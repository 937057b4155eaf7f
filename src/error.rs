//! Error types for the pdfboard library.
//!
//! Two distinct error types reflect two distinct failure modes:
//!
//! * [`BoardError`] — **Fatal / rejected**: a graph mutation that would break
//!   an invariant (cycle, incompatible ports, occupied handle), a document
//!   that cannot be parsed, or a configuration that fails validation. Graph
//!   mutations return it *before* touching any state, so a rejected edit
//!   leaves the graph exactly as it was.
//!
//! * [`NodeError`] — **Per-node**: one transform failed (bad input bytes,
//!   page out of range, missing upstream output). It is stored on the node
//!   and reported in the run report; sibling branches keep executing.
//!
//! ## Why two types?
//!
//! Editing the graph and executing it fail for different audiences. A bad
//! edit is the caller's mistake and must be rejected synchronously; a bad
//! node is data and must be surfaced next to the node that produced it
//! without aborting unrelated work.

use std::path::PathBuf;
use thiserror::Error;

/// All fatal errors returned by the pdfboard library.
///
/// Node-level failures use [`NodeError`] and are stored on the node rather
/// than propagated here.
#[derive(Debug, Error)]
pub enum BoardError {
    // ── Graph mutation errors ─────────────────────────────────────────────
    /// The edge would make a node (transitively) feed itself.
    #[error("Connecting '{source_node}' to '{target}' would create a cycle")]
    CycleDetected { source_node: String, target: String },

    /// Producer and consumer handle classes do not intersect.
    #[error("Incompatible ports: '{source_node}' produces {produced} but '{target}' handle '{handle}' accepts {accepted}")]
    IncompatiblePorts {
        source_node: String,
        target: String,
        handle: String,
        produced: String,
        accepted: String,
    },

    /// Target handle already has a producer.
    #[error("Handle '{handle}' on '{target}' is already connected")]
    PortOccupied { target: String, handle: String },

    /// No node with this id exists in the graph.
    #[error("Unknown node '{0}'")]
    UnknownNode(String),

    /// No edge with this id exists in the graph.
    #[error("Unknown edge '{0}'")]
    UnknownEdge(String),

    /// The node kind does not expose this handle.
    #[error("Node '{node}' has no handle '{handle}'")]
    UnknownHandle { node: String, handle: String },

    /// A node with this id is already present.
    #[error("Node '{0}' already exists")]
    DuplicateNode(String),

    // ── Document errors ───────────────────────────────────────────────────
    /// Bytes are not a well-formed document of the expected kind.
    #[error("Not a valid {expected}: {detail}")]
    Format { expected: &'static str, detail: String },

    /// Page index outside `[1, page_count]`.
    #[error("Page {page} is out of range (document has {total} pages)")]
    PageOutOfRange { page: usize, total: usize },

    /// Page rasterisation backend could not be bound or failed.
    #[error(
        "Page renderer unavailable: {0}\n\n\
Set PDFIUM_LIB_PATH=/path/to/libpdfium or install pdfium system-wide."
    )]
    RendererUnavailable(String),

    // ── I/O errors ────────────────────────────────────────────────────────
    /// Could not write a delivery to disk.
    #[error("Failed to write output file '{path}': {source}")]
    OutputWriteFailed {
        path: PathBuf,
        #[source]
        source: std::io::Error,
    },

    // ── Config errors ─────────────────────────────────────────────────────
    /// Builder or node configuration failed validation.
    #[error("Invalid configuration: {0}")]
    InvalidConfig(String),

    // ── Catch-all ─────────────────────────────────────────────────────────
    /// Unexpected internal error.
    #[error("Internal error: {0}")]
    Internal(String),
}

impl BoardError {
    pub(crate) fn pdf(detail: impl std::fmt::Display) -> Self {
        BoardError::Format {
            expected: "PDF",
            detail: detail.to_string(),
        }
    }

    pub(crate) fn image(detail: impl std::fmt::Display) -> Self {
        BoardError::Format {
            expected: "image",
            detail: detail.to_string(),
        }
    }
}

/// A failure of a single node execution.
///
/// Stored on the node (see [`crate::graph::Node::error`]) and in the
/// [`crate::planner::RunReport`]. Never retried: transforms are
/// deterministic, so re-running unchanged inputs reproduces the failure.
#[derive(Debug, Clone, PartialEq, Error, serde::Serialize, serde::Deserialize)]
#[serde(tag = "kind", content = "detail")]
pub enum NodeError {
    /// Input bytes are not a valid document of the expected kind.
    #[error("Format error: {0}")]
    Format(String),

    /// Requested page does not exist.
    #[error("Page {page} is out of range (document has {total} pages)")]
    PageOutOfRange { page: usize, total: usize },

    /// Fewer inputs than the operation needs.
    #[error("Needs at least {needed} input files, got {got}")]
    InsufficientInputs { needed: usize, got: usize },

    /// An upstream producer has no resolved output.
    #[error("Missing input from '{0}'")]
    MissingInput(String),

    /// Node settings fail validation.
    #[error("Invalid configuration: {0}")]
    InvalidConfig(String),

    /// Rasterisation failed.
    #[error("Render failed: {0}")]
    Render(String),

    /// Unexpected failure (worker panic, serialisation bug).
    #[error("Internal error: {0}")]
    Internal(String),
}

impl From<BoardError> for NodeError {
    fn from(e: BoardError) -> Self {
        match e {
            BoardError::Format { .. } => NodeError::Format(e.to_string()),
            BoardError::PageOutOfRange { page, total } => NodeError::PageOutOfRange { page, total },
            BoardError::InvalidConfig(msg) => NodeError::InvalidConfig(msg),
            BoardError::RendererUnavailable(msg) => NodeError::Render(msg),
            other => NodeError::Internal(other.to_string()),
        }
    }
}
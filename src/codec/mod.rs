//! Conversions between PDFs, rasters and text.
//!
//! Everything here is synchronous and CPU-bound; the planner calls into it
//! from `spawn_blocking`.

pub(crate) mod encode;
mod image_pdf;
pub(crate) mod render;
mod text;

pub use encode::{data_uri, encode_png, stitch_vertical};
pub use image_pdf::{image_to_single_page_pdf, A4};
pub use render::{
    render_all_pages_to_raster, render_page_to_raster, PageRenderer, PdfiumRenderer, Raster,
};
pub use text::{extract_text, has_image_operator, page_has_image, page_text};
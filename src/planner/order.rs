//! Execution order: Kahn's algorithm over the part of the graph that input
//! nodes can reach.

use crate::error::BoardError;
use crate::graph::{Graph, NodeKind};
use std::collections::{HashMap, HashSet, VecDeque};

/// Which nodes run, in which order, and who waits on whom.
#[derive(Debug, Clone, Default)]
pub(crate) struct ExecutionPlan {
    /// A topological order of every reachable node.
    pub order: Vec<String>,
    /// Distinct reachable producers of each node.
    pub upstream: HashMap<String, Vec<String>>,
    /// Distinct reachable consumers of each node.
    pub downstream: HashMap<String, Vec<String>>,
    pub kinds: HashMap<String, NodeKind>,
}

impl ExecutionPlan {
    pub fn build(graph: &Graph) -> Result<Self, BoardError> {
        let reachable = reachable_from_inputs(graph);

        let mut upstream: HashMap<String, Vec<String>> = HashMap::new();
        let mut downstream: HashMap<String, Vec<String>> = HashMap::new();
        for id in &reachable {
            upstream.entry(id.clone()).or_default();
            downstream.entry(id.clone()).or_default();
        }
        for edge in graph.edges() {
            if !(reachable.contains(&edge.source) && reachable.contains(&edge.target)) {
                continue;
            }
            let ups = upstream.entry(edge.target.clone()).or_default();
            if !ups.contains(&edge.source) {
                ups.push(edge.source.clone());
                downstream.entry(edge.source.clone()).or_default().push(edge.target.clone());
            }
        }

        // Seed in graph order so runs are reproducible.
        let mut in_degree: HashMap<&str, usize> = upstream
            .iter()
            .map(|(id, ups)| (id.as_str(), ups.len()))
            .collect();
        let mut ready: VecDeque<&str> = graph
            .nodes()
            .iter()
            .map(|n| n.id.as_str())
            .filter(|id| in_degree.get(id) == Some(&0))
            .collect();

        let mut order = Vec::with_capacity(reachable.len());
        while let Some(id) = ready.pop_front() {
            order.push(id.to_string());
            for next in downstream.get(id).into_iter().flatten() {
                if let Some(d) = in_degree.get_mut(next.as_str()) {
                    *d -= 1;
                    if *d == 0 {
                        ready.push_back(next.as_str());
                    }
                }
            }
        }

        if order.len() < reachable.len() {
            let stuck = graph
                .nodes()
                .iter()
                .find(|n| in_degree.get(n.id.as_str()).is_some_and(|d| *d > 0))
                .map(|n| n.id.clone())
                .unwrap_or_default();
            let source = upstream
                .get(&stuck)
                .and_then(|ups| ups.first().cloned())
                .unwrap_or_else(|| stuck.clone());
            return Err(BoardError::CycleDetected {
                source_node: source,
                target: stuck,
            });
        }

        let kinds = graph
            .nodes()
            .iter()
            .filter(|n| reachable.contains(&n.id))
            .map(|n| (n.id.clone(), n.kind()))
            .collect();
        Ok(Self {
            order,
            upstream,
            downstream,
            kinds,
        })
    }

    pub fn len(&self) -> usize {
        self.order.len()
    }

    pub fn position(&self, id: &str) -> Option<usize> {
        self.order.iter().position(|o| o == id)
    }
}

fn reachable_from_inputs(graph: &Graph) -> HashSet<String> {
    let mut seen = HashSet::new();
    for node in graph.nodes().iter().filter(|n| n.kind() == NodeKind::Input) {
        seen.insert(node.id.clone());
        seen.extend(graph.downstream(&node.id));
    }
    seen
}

## Try it
Report each line in the entries where the string "path" occurs.

## Result
use std::path::PathBuf;
Set PDFIUM_LIB_PATH=/path/to/libpdfium or install pdfium system-wide."
    #[error("Failed to write output file '{path}': {source}")]
        path: PathBuf,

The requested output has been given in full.